Lisandra Delgado, quien se divorció finalmente hoy del ex legislador Jorge de Castro Font, aceptó en el tribunal que incurrió en “trato cruel” contra su ex marido.

Tras innumerables demandas de divorcio por trato cruel, por mutuo acuerdo, contrademandas y reconvenciones, finalmente el matrimonio constituido por el ex politico y la ahora abogado fue disuelto hoy en el Tribunal de Instancia de San Juan.

Contrario a lo esperado, Delgado fue quien  aceptó “su maltrato” hacia de Castro Font.

“Fue ella quien retiró  las alegaciones de trato cruel y aceptó los reclamos que hizo  su ex esposo en la reconvención”, dijo una fuente. “No fue negociado.
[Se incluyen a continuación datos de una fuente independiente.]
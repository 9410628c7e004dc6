//! Hammer: small bullish body, long lower shadow, after a downtrend.

use std::collections::HashMap;

use serde::{Deserialize, Serialize};

use super::helpers::{self, admits_hammer_shape, finish, ingest, shadow_pattern_confidence};
use crate::params::{self, get_factor, get_ratio, ParamMeta, ParameterizedDetector};
use crate::shape::ShadowSide;
use crate::trend::TrendConfig;
use crate::window::Window;
use crate::{Candle, PatternDetector, PatternKind, PatternMetadata, PatternResult, Ratio, Result};

/// Thresholds for the hammer family.
///
/// Shared by [`HammerDetector`] (long lower shadow) and
/// [`InvertedHammerDetector`](super::InvertedHammerDetector) (long upper shadow).
#[derive(Debug, Clone, Copy, PartialEq, Serialize, Deserialize)]
#[serde(default)]
pub struct HammerConfig {
    /// Maximum body / range.
    pub body_ratio_threshold: Ratio,
    /// Minimum long-shadow / body.
    pub shadow_ratio_threshold: f64,
    /// Opposite shadow may be at most `body * opposite_shadow_factor`.
    pub opposite_shadow_factor: f64,
    pub trend: TrendConfig,
}

impl Default for HammerConfig {
    fn default() -> Self {
        Self {
            body_ratio_threshold: Ratio::new_const(helpers::HAMMER_BODY_RATIO),
            shadow_ratio_threshold: helpers::HAMMER_SHADOW_RATIO,
            opposite_shadow_factor: helpers::OPPOSITE_SHADOW_FACTOR,
            trend: TrendConfig::default(),
        }
    }
}

impl HammerConfig {
    pub fn validate(&self) -> Result<()> {
        helpers::positive_threshold("body_ratio_threshold", self.body_ratio_threshold.get())?;
        helpers::positive_threshold("shadow_ratio_threshold", self.shadow_ratio_threshold)?;
        if !self.opposite_shadow_factor.is_finite() || self.opposite_shadow_factor < 0.0 {
            return Err(crate::PatternError::InvalidConfig(format!(
                "opposite_shadow_factor must be a non-negative finite number, got {}",
                self.opposite_shadow_factor
            )));
        }
        self.trend.validate()
    }

    /// Shape and trend admission plus the shape confidence when admitted.
    pub(crate) fn evaluate(
        &self,
        side: ShadowSide,
        shape: &crate::shape::Shape,
        in_trend: bool,
    ) -> Option<f64> {
        let admitted = in_trend
            && admits_hammer_shape(
                shape,
                side,
                self.body_ratio_threshold.get(),
                self.shadow_ratio_threshold,
                self.opposite_shadow_factor,
            );
        admitted.then(|| {
            shadow_pattern_confidence(
                shape.shadow_ratio(side),
                self.shadow_ratio_threshold,
                shape.body_ratio,
                self.body_ratio_threshold.get(),
            )
        })
    }
}

/// Hammer reversal after a downtrend
#[derive(Debug, Clone)]
pub struct HammerDetector {
    pub config: HammerConfig,
    window: Window,
}

impl Default for HammerDetector {
    fn default() -> Self {
        let config = HammerConfig::default();
        Self {
            window: Window::for_trend(config.trend.trend_periods),
            config,
        }
    }
}

impl HammerDetector {
    pub fn new(config: HammerConfig) -> Result<Self> {
        config.validate()?;
        Ok(Self {
            window: Window::for_trend(config.trend.trend_periods),
            config,
        })
    }
}

impl PatternDetector for HammerDetector {
    fn kind(&self) -> PatternKind {
        PatternKind::Hammer
    }

    fn detect_candle(&mut self, symbol: &str, candle: Candle) -> Result<PatternResult> {
        let kind = self.kind();
        let (shape, trend) = ingest(&mut self.window, &self.config.trend, kind, symbol, candle)?;
        let side = ShadowSide::Lower;
        let pattern_confidence = self.config.evaluate(side, &shape, trend.in_trend);

        Ok(finish(
            kind,
            symbol,
            &candle,
            shape,
            Some(shape.shadow_ratio(side)),
            trend,
            pattern_confidence,
        ))
    }

    fn window(&self) -> &Window {
        &self.window
    }

    fn reset(&mut self) {
        self.window.clear();
    }

    fn validate_config(&self) -> Result<()> {
        self.config.validate()
    }

    fn metadata(&self) -> PatternMetadata {
        PatternMetadata {
            name: self.kind().name(),
            description: "Small bullish body with a long lower shadow after a downtrend",
            direction: helpers::reversal_direction(self.kind(), self.config.trend.direction),
        }
    }
}

// ============================================================
// PARAMETERS
// ============================================================

const BODY_RATIO_THRESHOLD: ParamMeta = ParamMeta::ratio(
    "body_ratio_threshold",
    helpers::HAMMER_BODY_RATIO,
    (0.1, 0.5, 0.05),
    "Maximum body to range ratio",
);

const SHADOW_RATIO_THRESHOLD: ParamMeta = ParamMeta::factor(
    "shadow_ratio_threshold",
    helpers::HAMMER_SHADOW_RATIO,
    (1.0, 4.0, 0.5),
    "Minimum long shadow to body ratio",
);

const OPPOSITE_SHADOW: ParamMeta = ParamMeta::factor(
    "opposite_shadow_factor",
    helpers::OPPOSITE_SHADOW_FACTOR,
    (0.0, 2.0, 0.1),
    "Maximum opposite shadow as a multiple of the body",
);

static HAMMER_PARAMS: &[ParamMeta] = &[
    BODY_RATIO_THRESHOLD,
    SHADOW_RATIO_THRESHOLD,
    OPPOSITE_SHADOW,
    params::TREND_PERIODS,
    params::MIN_TREND_STRENGTH,
    params::MAX_REVERSAL_CANDLES,
    params::MIN_CONSECUTIVE,
];

impl HammerConfig {
    pub(crate) fn param_meta() -> &'static [ParamMeta] {
        HAMMER_PARAMS
    }

    pub(crate) fn with_params(params: &HashMap<&str, f64>) -> Result<Self> {
        let config = Self {
            body_ratio_threshold: get_ratio(params, "body_ratio_threshold", helpers::HAMMER_BODY_RATIO)?,
            shadow_ratio_threshold: get_factor(
                params,
                "shadow_ratio_threshold",
                helpers::HAMMER_SHADOW_RATIO,
            )?,
            opposite_shadow_factor: get_factor(
                params,
                "opposite_shadow_factor",
                helpers::OPPOSITE_SHADOW_FACTOR,
            )?,
            trend: TrendConfig::with_params(params)?,
        };
        config.validate()?;
        Ok(config)
    }
}

impl ParameterizedDetector for HammerDetector {
    fn param_meta() -> &'static [ParamMeta] {
        HammerConfig::param_meta()
    }

    fn with_params(params: &HashMap<&str, f64>) -> Result<Self> {
        Self::new(HammerConfig::with_params(params)?)
    }

    fn pattern_kind() -> PatternKind {
        PatternKind::Hammer
    }
}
Fue en sala”, dijo la fuente que se encontraba en el tribunal en ese momento.

Primera Hora abordó a de Castro Font en torno a su divorcio y conformó la disolución del matrimonio.

“Me divorcié esta mañana. La sentencia es final y firme por la causal de trato cruel de Lisandra González hacia mi persona”, dijo el ex senador. “Tanta pelea y tantas querellas en la Policía y en el tribunal... Yo reconvencioné y ella aceptó el maltrato hacia mí” repitió.

“Ya todo terminó. La vida continúa. Ahora me dedicaré cien por ciento al caso que se avecina”, dijo con relación al caso que enfrenta en la jurisdicción estatal.

“Tanto chantaje y uso de remedios judiciales para hacerme daño, para que me revocaran la fianza y me mandaran a prisión para aceptar trato cruel”, comentó.

“Terminó aceptando que me maltrató e incumplió como esposa”, apuntó el ex politico. “Después de todo yo la perdono, a ella y a sus papás”, dijo.

Gamalier Rodríguez, abogado de Lisandra, indicó que ella aceptó la alegación  de trato cruel para finiquitar el proceso de divorcio.

“Hubo una reconvención de parte de él, que se alega trato cruel, en la que  no se desglosan ni los hechos que lo constituyen y nuestra representada interesa divorciarse”, dijo Rodríguez.

“No quiere tener relación alguna con este señor, así que se aceptaron las alegaciones para que se disolviera el vínculo matrimonial”, explicó el abogado de Delgado.

“El tribunal estatal emitió una orden de protección porque le creyó a ella, y el Tribunal Federal  le creyó y ordenó la  reclusión  domiciliaria. Ella teme por su seguridad”, alegó Rodríguez.